If a line of the records holds the word "values", copy it out.

Saved data entries:

◆ ◆ ◆ ◆

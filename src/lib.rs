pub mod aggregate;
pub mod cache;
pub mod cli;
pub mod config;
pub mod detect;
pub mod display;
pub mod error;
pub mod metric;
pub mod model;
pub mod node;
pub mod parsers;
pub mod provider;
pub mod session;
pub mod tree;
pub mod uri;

◆ ◆ ◆ ◆

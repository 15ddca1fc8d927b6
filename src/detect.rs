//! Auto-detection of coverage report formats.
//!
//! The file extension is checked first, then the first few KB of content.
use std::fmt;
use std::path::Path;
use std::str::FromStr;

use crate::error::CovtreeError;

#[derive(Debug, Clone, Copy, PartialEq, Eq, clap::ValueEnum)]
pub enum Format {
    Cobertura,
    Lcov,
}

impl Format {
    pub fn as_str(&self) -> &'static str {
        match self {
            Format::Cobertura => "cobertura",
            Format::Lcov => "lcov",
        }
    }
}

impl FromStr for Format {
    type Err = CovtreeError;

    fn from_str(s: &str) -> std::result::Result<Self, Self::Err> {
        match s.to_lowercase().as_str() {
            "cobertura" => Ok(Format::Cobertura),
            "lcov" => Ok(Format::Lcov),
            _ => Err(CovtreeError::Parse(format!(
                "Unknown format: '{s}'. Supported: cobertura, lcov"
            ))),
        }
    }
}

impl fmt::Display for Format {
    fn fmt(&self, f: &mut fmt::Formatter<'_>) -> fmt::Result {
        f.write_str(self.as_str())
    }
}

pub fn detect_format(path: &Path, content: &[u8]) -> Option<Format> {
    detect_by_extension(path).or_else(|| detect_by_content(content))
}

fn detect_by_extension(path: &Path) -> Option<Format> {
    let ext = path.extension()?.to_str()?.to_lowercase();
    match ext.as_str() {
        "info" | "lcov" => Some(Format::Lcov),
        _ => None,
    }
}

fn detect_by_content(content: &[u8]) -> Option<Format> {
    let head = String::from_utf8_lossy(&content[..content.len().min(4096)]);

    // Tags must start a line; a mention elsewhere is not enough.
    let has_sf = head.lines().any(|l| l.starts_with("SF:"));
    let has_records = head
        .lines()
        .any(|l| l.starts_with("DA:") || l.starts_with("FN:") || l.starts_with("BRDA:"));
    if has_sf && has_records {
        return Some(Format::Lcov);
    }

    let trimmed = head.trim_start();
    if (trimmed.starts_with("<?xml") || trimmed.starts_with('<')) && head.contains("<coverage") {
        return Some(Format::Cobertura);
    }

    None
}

◆ ◆ ◆ ◆

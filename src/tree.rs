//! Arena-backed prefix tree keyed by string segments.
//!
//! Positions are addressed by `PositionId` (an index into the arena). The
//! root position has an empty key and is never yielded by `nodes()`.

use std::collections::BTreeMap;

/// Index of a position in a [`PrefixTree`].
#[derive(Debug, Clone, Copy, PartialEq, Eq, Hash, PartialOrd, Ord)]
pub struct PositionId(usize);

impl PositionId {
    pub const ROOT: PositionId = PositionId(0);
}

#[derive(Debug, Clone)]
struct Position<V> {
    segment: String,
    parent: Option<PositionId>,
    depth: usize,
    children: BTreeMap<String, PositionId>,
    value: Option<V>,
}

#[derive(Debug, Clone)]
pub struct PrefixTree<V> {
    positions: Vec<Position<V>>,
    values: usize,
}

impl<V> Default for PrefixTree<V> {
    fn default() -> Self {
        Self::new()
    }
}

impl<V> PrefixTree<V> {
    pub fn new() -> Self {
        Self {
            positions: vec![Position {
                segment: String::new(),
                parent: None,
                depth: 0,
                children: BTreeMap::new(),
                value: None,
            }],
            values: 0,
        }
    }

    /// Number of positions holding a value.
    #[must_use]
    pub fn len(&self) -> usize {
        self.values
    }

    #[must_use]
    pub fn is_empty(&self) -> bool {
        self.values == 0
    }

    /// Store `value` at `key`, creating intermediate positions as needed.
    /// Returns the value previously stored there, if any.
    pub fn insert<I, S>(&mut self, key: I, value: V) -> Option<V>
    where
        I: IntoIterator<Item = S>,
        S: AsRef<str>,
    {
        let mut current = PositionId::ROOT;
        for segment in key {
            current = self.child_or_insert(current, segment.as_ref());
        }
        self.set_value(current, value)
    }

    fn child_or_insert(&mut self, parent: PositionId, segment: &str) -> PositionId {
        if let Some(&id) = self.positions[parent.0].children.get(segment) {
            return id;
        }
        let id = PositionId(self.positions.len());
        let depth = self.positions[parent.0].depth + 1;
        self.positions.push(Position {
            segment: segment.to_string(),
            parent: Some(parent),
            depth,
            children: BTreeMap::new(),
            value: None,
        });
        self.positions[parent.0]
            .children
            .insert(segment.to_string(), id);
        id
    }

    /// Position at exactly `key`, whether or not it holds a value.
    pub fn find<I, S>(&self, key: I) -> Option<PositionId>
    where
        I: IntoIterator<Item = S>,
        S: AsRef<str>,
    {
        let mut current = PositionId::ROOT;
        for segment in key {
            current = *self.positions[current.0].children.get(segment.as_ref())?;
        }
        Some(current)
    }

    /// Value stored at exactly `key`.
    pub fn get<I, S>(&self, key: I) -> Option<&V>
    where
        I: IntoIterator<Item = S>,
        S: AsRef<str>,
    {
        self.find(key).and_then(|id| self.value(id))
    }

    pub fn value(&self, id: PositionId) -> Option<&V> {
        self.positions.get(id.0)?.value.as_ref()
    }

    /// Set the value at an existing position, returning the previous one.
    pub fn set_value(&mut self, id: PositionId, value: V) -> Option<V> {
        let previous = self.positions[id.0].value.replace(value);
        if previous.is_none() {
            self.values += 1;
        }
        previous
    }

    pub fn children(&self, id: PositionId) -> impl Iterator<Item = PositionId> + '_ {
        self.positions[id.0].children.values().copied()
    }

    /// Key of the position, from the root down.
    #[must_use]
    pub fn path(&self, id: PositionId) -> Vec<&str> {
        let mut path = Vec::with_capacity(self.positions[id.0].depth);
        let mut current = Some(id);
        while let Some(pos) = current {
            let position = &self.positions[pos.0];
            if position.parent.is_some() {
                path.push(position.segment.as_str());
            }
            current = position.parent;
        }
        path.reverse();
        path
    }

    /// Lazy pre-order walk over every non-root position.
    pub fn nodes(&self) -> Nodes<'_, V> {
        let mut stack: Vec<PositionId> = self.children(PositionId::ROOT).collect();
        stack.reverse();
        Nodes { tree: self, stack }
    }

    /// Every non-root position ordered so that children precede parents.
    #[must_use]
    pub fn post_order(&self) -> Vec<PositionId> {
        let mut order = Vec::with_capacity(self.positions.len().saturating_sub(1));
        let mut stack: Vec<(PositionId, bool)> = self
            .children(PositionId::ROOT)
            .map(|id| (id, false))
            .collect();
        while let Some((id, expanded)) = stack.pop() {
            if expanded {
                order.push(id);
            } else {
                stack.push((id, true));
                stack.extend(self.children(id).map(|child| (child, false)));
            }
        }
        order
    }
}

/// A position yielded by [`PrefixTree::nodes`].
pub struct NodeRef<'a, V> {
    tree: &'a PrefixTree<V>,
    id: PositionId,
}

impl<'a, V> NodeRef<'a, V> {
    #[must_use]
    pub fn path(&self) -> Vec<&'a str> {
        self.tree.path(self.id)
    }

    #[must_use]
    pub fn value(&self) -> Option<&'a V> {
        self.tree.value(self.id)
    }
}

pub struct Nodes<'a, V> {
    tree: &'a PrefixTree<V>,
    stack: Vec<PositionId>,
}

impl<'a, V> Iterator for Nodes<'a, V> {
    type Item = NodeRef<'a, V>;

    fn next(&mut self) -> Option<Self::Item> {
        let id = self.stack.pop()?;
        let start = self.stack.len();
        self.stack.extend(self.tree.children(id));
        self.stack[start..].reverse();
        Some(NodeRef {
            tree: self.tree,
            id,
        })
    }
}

◆ ◆ ◆ ◆

- Task result:
    values: usize,
            values: 0,
        self.values
        self.values == 0
            self.values += 1;
        self.positions[id.0].children.values().copied()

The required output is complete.